Serena Williams - die einzige Konstante

Tennisstar Serena Williams beim Aufschlag.

Tennis in Wimbledon

Serena Williams - die einzige Konstante

Sie ist 37 Jahre alt und Mutter und steht in Wimbledon erneut im Halbfinale. Serena Williams ist seit Jahren die einzige echte Konstante im Damentennis. In London jagt sie zudem einen Rekord.

Für einen kleinen Hinweis darauf, warum Serena Williams seit vielen Jahren die einzige Konstante im Damentennis ist, genügte ein Eindruck von ihrem Mixed-Auftritt am Dienstagabend (09.07.2019). Im Star-Doppel mit dem Schotten Andy Murray kämpfte die US-Amerikanerin auf dem Centre Court von Wimbledon verbissen um jeden Ball. Williams rannte, brüllte und retournierte bravourös einen knapp 220 km/h schnellen Aufschlag des Franzosen Fabrice Martin. Es war eine beeindruckende Demonstration ihres Siegeswillens.

Zum elften Mal im Halbfinale

Nach 1:37 Stunden durften "Murrena" oder "Serandy", wie das Publikum die beiden Tennis-Größen getauft hat, jubeln. Genauso wie Williams bereits wenige Stunden zuvor in der Einzel-Konkurrenz nach ihrem hart erkämpften Dreisatzerfolg gegen ihre Landsfrau Alison Riske gejubelt hatte. Zum insgesamt elften Mal steht sie im Halbfinale des Rasen-Majors von London. Nur einmal, beim ersten Mal im längst fernen Jahr 2000, hat sie anschließend nicht auch das Endspiel erreicht.

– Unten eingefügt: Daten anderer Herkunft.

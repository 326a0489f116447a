use std::sync::Mutex;
use std::time::{Duration, Instant};

/// Time source for cache expiry.
pub trait Clock: Send + Sync {
    fn now(&self) -> Instant;
}

/// Wall clock.
#[derive(Debug, Default, Clone, Copy)]
pub struct SystemClock;

impl Clock for SystemClock {
    fn now(&self) -> Instant {
        Instant::now()
    }
}

/// Clock that only moves when told to. Used to simulate TTL expiry in tests.
#[derive(Debug)]
pub struct ManualClock {
    base: Instant,
    offset: Mutex<Duration>,
}

impl ManualClock {
    #[must_use]
    pub fn new() -> Self {
        Self {
            base: Instant::now(),
            offset: Mutex::new(Duration::ZERO),
        }
    }

    pub fn advance(&self, by: Duration) {
        let mut offset = self.offset.lock().unwrap_or_else(|e| e.into_inner());
        *offset += by;
    }
}

impl Default for ManualClock {
    fn default() -> Self {
        Self::new()
    }
}

impl Clock for ManualClock {
    fn now(&self) -> Instant {
        let offset = *self.offset.lock().unwrap_or_else(|e| e.into_inner());
        self.base + offset
    }
}
#![allow(dead_code, clippy::unwrap_used, clippy::expect_used)]

pub mod workers {
    use brrtworker::cache::Clock;
    use brrtworker::{UnitSender, Worker, WorkerConfig, WorkerContext};
    use std::sync::Arc;

    /// Config that does not read the process environment.
    pub fn test_config() -> WorkerConfig {
        WorkerConfig {
            inherit_process_env: false,
            ..WorkerConfig::default()
        }
    }

    pub fn new_worker() -> (Worker, UnitSender) {
        Worker::new(Arc::new(WorkerContext::new()), test_config())
    }

    pub fn new_worker_with(config: WorkerConfig) -> (Worker, UnitSender) {
        Worker::new(Arc::new(WorkerContext::new()), config)
    }

    pub fn new_worker_with_clock(clock: Arc<dyn Clock>) -> (Worker, UnitSender) {
        Worker::new(Arc::new(WorkerContext::with_clock(clock)), test_config())
    }
}

pub mod resources {
    use brrtworker::finalizer::Resource;
    use std::io;
    use std::sync::atomic::{AtomicUsize, Ordering};
    use std::sync::{Arc, Mutex};

    /// Resource that counts its releases and records the release order.
    pub struct Counted {
        pub key: String,
        pub releases: Arc<AtomicUsize>,
        pub order: Option<Arc<Mutex<Vec<String>>>>,
    }

    impl Counted {
        pub fn boxed(key: &str, releases: &Arc<AtomicUsize>) -> Box<dyn Resource> {
            Box::new(Self {
                key: key.to_string(),
                releases: Arc::clone(releases),
                order: None,
            })
        }

        pub fn ordered(
            key: &str,
            releases: &Arc<AtomicUsize>,
            order: &Arc<Mutex<Vec<String>>>,
        ) -> Box<dyn Resource> {
            Box::new(Self {
                key: key.to_string(),
                releases: Arc::clone(releases),
                order: Some(Arc::clone(order)),
            })
        }
    }

    impl Resource for Counted {
        fn key(&self) -> &str {
            &self.key
        }

        fn release(&mut self) -> io::Result<()> {
            self.releases.fetch_add(1, Ordering::SeqCst);
            if let Some(order) = &self.order {
                order.lock().unwrap().push(self.key.clone());
            }
            Ok(())
        }
    }
}

pub mod test_runtime {
    use std::sync::Once;

    /// Ensures May coroutines are configured only once
    static MAY_INIT: Once = Once::new();

    pub fn setup_may_runtime() {
        MAY_INIT.call_once(|| {
            may::config().set_stack_size(0x8000);
        });
    }
}

pub mod temp_files {
    use std::path::PathBuf;

    /// Write `content` to a fresh YAML file inside `dir`.
    pub fn write_yaml(dir: &tempfile::TempDir, name: &str, content: &str) -> PathBuf {
        let path = dir.path().join(name);
        std::fs::write(&path, content).unwrap();
        path
    }
}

Halep und Williams ziehen ins Halbfinale ein

Sportschau 09.07.2019 01:13 Min. Verfügbar bis 09.07.2020 ARD Von NDR-Reporter Thomas Perlebach

Gemeinsam mit Williams stehen in der Runde der letzten Vier drei Osteuropäerinnen. Für ihre nächste Gegnerin Barbora Strycova aus Tschechien und die Ukrainerin Jelena Switolina ist es eine Premiere auf Grand-Slam-Ebene, für die Rumänin und frühere French-Open-Siegerin Simona Halep immerhin bereits das siebte Mal. Zum engeren Favoritenkreis hatte im Vorfeld des Turniers keine von ihnen gehört.

Weltspitze in permanenter Bewegung

Ungewöhnlich ist das aber nicht. Denn die Weltspitze bei den Frauen ist seit Jahren in permanenter Bewegung. Seitdem sich Serena Williams im Frühjahr 2017 in ihre zwischenzeitliche Babypause verabschiedet hatte, gab es allein sieben verschiedene Weltranglistenerste. Die meisten hielten sich nur wenige Wochen an der Spitze. Dazu brachten die ersten 18 WTA-Turniere in diesem Jahr 18 verschiedene Siegerinnen hervor, ein Rekord. Inzwischen sind es 24 bei 32 gespielten Events.

Und wann immer sich eine neue Tennis-Königin zu erheben scheint, folgt das Ende der Regentschaft umgehend. Zuletzt galt dies für die Japanerin Naomi Osaka, die zwei Majors in Serie gewann, die Weltranglistenführung übernahm und plötzlich in ein Loch fiel. Ihre Nachfolgerin, die French-Open-Siegerin Ashleigh Barty schien ebenfalls das Potenzial zu besitzen. Dann kassierte sie in Wimbledon eine überraschende Pleite gegen Riske und verpasste so das mit Spannung erwartete Viertelfinal-Duell gegen Williams.

Rekorde wackeln

Und so ist diese vor den Wimbledon-Halbfinals am Donnerstag zumindest abseits des Rankings weiter die unangefochtene Nummer eins im Frauentennis. Mit ihrem 24. Grand-Slam-Titel will Williams den Rekord der Australierin Margaret Court einstellen und außerdem ihren ersten Major-Triumph als Mutter feiern. Mit dem achten Wimbledon-Triumph würde Williams auch Steffi Graf (sieben Wimbledonsiege) abhängen. Dann fehlt ihr nur ein Sieg zum Rekord von Martina Navratilova.